WORK INSTRUCTION
Each line that contains "Applied" needs to be copied from the listing.

PROVIDED INFORMATION
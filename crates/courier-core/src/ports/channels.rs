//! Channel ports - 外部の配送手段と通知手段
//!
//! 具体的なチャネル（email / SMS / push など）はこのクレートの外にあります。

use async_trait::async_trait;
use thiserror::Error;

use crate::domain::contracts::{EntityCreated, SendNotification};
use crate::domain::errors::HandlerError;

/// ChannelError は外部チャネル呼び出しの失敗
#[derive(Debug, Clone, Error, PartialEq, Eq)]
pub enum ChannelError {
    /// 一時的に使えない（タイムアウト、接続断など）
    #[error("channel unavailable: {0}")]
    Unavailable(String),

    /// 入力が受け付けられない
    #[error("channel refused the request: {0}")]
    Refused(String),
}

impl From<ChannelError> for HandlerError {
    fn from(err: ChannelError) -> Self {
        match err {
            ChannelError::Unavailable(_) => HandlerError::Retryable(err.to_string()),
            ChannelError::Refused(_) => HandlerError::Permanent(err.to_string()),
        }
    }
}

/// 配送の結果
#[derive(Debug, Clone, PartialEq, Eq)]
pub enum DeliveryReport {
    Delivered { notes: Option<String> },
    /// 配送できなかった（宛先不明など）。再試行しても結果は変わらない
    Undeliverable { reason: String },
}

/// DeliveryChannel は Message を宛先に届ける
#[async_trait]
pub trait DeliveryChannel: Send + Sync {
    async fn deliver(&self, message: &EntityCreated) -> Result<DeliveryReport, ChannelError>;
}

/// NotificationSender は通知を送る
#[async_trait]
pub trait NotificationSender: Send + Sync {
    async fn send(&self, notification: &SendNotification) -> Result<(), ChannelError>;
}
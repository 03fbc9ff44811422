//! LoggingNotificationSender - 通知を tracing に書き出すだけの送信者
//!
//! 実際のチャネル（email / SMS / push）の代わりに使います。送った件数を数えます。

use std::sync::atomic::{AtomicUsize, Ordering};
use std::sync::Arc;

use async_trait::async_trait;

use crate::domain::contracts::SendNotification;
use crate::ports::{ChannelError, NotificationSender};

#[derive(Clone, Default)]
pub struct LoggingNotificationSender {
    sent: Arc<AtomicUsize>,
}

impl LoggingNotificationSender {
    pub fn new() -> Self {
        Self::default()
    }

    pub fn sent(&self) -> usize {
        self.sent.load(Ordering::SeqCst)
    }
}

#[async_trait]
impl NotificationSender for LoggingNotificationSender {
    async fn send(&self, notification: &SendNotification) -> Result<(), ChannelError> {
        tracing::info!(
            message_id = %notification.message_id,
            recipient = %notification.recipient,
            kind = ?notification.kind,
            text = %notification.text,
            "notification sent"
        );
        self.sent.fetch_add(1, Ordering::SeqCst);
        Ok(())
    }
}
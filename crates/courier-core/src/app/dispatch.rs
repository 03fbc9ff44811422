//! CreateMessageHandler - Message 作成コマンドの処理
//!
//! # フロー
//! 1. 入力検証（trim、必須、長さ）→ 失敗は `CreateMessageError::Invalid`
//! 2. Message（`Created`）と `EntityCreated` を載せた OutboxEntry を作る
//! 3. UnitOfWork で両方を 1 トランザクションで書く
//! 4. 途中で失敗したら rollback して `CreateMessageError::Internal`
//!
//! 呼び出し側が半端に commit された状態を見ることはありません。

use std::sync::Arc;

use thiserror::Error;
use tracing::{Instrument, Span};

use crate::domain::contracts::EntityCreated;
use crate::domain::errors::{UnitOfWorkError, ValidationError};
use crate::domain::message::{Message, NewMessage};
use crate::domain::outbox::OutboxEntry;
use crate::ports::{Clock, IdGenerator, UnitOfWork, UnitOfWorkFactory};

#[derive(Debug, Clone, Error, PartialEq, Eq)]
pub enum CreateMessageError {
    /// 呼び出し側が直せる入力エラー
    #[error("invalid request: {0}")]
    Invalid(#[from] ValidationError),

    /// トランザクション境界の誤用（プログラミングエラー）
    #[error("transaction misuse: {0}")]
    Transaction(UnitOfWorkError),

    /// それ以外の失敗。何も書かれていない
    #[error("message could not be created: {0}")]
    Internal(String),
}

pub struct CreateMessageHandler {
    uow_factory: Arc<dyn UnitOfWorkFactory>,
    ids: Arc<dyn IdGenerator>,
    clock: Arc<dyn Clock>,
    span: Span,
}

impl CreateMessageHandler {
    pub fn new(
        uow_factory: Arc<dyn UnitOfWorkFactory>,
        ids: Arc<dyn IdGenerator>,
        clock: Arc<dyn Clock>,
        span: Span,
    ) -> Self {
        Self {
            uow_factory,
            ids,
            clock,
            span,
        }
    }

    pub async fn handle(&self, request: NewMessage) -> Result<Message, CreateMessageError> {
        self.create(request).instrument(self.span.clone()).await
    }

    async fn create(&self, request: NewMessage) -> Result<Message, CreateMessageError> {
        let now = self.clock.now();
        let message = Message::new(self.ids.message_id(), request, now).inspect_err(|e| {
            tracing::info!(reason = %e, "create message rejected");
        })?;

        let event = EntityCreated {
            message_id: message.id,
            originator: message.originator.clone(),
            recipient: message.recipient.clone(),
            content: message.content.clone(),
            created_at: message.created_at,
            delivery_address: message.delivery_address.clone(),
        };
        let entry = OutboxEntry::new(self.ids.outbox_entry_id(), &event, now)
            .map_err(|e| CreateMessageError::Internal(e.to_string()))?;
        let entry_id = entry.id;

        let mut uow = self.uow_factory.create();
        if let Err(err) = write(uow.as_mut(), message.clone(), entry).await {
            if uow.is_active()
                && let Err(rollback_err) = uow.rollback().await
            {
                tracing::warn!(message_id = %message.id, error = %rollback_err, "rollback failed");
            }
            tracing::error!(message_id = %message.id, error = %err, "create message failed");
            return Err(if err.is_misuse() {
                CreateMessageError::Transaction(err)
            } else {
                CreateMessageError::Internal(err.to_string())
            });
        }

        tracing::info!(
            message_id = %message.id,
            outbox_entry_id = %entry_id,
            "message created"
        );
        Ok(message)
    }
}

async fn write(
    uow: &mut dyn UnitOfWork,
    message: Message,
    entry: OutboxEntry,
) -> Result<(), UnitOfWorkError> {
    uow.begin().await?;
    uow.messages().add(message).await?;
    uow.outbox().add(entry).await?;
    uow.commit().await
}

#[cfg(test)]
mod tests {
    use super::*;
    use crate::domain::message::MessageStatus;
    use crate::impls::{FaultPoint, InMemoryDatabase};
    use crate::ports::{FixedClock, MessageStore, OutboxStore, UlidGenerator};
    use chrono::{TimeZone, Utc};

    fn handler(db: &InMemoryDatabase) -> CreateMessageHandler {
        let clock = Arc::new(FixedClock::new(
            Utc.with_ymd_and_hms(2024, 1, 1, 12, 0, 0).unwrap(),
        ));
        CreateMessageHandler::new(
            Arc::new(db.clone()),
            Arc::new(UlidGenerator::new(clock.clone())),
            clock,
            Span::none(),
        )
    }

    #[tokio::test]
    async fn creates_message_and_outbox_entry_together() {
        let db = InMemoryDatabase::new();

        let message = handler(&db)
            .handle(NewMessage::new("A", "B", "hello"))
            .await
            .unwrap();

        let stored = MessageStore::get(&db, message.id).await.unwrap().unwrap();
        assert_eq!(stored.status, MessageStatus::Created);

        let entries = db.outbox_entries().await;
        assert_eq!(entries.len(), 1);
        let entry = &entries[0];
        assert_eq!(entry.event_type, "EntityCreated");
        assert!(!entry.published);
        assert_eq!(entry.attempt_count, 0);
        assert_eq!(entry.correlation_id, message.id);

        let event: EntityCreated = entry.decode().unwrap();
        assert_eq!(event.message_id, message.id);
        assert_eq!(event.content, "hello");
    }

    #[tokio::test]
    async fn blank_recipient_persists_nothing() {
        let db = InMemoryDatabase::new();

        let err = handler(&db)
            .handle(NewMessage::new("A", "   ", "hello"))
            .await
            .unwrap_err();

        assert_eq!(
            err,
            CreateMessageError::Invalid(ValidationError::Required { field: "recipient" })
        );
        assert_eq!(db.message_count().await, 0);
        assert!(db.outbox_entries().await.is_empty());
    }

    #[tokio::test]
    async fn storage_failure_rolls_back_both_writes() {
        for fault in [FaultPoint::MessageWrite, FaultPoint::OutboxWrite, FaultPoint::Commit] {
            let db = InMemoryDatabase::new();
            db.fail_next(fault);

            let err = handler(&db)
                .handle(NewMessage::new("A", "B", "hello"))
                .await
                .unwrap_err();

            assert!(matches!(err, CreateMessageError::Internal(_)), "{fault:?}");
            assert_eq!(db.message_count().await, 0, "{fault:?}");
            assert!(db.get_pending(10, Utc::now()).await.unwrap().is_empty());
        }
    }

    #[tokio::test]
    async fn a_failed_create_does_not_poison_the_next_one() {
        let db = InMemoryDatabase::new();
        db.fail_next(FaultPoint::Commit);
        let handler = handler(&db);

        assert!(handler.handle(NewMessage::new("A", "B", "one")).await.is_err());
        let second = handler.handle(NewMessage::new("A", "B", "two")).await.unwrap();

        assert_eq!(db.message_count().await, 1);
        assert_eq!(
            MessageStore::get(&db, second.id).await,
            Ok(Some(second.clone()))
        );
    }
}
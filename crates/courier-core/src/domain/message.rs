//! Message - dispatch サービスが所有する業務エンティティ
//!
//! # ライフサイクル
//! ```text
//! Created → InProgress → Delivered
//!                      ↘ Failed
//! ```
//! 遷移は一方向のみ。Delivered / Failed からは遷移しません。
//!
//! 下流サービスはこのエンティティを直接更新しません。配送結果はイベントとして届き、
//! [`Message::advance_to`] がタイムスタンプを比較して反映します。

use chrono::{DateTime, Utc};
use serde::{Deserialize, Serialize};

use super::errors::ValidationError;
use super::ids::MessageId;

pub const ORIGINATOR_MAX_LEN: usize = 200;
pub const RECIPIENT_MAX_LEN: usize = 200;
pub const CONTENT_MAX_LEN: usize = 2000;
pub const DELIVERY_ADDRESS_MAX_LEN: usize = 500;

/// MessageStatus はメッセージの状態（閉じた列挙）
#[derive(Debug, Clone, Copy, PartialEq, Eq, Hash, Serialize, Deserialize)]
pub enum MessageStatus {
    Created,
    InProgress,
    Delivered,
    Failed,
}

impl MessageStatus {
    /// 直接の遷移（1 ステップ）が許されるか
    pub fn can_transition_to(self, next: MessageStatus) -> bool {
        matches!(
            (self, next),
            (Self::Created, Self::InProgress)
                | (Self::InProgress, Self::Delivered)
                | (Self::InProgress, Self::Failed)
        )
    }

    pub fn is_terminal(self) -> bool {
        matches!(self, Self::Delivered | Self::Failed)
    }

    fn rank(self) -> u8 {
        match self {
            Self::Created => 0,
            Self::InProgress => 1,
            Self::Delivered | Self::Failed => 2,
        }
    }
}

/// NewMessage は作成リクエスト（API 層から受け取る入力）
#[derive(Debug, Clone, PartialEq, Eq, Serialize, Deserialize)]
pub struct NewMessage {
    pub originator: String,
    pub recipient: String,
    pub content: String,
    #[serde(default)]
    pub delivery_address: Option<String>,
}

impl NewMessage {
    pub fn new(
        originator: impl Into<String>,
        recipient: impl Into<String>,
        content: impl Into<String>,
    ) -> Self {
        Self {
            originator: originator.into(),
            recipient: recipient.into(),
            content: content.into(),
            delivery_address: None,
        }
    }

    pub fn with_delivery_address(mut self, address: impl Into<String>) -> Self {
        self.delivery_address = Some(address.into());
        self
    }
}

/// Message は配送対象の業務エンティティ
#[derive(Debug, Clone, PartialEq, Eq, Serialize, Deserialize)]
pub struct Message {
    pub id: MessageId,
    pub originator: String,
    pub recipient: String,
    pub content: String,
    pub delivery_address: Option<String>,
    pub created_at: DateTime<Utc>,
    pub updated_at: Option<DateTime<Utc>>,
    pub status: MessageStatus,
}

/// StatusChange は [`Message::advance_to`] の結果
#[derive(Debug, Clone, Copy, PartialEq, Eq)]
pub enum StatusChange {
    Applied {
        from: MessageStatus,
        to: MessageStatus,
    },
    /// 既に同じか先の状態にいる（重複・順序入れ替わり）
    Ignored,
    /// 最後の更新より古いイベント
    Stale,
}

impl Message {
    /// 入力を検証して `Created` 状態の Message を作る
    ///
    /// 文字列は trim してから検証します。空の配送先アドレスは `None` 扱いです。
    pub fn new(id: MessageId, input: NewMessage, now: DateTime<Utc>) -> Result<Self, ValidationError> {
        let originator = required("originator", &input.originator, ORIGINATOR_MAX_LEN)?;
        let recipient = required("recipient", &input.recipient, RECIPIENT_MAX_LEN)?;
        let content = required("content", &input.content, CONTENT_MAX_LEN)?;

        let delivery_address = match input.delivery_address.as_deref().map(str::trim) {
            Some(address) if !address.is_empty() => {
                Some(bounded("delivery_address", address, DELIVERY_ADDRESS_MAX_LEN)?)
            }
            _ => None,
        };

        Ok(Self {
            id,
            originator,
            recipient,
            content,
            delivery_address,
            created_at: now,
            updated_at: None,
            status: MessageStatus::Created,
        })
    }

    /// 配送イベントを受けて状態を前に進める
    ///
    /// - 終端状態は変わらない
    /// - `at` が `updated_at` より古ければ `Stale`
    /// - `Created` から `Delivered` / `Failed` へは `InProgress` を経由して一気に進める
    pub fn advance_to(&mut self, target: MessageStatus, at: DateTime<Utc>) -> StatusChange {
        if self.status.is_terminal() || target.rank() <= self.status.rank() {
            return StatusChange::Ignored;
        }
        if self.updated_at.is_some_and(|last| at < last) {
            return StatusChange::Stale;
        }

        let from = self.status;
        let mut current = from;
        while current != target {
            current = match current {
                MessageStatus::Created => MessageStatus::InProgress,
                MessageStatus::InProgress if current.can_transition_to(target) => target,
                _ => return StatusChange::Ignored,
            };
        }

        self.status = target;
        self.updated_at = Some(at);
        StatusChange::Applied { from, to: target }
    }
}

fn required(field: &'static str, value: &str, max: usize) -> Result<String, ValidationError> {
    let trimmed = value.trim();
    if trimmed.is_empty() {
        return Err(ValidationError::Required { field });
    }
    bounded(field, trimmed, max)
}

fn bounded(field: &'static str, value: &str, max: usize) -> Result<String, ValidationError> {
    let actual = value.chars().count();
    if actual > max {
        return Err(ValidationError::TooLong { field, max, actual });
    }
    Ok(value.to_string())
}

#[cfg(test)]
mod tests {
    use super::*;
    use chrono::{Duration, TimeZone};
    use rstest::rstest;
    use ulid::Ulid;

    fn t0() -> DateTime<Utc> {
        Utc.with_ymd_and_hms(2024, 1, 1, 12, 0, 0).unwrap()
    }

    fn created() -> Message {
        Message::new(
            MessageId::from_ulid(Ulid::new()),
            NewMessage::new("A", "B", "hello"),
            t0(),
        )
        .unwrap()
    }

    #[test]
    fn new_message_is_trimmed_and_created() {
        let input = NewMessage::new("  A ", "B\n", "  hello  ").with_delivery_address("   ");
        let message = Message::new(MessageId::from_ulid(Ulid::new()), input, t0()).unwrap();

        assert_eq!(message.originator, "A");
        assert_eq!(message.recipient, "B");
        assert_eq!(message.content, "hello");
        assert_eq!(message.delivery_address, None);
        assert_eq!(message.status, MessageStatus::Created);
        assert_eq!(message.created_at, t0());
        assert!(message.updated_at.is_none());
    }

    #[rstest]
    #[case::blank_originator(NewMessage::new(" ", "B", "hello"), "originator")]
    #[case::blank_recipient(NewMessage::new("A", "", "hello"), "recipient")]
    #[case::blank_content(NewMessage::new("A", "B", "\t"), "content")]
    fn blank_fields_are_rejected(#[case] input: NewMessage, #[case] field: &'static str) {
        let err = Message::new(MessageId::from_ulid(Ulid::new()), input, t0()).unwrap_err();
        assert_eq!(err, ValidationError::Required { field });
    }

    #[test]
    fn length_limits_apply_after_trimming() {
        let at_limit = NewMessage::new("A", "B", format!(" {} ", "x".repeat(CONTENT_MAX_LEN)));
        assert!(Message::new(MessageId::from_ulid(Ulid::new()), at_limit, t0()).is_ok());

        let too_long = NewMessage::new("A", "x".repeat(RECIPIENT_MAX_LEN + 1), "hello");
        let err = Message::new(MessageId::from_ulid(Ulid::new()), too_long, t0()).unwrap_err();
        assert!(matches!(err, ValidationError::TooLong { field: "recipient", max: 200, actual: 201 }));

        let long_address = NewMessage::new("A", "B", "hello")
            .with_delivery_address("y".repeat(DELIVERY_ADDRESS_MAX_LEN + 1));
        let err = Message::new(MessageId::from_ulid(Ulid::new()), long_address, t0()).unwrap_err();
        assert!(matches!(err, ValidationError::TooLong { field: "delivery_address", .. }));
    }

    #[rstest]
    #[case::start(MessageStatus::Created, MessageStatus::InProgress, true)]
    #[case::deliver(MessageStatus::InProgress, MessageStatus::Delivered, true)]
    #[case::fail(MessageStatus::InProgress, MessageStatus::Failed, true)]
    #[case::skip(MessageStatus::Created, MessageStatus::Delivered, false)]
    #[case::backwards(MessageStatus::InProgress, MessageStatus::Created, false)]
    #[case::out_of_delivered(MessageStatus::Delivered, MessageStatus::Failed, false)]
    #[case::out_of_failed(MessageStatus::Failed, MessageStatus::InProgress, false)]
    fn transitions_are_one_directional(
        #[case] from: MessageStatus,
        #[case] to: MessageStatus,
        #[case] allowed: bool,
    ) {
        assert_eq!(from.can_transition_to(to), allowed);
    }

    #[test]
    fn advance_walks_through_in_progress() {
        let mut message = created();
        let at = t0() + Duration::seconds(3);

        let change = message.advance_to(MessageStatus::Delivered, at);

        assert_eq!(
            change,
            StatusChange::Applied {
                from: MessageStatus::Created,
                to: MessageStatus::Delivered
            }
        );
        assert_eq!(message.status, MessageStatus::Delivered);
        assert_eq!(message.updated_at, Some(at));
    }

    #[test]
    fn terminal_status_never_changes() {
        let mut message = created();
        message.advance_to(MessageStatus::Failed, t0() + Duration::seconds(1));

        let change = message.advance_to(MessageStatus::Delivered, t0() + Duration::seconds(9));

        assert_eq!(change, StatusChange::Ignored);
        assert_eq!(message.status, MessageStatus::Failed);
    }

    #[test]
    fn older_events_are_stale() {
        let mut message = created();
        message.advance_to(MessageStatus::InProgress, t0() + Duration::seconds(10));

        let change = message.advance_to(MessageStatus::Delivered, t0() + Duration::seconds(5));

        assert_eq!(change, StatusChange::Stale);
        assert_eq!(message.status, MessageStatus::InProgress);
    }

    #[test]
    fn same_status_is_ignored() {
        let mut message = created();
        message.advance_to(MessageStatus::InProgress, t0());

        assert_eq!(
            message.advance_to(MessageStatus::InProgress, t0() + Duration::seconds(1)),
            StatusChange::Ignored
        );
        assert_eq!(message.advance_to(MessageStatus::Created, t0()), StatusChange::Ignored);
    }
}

RESPONSE FOR THIS EXERCISE
    Applied {
        StatusChange::Applied { from, to: target }
            StatusChange::Applied {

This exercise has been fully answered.